== Exercise directions ==
Beginning with the first line of the data below, extract each line up to and including the one containing "pub async fn health_check(state: web::Data<AppState>)". Copy them exactly and add nothing.

== Working data ==
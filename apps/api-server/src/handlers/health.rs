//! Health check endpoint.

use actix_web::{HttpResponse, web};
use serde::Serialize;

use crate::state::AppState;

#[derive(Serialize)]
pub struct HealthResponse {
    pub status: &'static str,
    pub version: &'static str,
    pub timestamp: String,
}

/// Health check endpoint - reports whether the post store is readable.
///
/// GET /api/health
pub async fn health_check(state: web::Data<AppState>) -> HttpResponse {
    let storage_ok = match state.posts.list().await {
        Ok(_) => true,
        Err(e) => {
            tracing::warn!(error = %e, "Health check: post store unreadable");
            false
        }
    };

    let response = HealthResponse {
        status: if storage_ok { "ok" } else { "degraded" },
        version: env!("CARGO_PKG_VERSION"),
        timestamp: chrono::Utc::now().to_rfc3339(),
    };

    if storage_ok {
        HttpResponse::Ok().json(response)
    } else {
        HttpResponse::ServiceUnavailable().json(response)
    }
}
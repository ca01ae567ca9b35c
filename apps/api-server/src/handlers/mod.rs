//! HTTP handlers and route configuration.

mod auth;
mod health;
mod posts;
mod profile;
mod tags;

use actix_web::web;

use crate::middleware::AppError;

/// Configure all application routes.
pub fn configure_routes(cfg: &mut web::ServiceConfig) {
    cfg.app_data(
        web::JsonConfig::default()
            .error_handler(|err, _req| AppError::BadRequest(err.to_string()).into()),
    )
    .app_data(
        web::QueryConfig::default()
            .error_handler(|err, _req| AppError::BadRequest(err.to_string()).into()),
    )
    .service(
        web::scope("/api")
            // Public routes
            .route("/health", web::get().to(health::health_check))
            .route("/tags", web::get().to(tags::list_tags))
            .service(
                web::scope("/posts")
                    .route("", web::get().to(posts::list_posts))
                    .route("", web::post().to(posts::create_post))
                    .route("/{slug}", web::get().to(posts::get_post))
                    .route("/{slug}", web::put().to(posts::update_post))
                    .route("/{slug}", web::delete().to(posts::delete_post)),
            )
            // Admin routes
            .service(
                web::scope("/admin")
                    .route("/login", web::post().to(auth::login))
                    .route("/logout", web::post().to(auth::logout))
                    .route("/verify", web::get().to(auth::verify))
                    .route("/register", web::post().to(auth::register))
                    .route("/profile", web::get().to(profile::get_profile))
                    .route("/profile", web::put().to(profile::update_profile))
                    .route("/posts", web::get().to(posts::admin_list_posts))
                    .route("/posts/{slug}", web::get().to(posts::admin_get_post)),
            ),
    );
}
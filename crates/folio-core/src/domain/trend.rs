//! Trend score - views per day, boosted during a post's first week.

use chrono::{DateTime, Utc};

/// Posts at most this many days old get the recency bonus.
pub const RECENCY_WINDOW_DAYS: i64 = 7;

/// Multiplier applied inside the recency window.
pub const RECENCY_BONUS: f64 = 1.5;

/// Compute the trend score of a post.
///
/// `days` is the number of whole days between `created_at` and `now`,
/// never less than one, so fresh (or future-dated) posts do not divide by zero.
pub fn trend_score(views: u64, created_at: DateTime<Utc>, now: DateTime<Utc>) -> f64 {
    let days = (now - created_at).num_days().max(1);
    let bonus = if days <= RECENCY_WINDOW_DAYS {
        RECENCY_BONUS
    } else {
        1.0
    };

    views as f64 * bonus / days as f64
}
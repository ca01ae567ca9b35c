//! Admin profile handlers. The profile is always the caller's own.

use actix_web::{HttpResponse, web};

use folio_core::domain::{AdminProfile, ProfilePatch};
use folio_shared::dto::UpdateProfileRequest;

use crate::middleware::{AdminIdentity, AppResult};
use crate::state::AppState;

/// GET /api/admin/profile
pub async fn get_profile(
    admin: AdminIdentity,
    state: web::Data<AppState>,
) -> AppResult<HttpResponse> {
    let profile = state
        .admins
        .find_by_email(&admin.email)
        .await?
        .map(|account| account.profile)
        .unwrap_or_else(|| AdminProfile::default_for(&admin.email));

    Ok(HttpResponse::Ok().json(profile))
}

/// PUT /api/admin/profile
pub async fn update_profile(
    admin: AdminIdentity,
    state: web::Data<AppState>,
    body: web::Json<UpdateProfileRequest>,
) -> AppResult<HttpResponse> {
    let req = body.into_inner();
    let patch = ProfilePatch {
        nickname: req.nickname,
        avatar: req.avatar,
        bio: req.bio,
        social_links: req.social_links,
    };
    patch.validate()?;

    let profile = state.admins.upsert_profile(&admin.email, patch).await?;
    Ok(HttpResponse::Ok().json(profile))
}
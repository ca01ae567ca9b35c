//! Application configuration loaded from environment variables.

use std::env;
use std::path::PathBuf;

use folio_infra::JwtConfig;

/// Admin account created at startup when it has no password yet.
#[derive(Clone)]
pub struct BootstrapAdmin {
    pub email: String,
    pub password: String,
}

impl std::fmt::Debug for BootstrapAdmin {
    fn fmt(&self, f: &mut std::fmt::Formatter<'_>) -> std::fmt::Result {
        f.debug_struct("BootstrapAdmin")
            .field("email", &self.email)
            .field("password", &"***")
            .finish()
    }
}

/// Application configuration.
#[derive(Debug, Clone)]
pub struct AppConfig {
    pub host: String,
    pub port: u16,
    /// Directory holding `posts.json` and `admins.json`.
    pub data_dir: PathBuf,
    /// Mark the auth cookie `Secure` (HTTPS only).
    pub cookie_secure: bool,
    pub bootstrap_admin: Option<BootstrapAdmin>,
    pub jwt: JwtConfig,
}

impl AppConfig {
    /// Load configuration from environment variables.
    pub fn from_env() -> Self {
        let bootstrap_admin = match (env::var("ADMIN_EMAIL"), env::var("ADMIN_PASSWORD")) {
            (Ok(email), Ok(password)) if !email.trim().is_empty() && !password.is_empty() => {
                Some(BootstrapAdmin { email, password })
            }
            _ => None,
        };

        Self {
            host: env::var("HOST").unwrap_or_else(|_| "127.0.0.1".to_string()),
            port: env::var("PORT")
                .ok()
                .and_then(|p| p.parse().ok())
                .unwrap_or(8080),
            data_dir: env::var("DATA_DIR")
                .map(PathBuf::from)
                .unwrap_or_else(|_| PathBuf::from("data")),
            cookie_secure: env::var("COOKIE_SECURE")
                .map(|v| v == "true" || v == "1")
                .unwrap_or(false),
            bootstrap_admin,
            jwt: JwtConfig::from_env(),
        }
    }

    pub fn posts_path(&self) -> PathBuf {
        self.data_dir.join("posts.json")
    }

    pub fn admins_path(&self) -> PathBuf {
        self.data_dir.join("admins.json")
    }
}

== Completed task ==
filename apps/api-server/src/handlers/health.rs
//! Health check endpoint.

use actix_web::{HttpResponse, web};
use serde::Serialize;

use crate::state::AppState;

#[derive(Serialize)]
pub struct HealthResponse {
    pub status: &'static str,
    pub version: &'static str,
    pub timestamp: String,
}

/// Health check endpoint - reports whether the post store is readable.
///
/// GET /api/health
pub async fn health_check(state: web::Data<AppState>) -> HttpResponse {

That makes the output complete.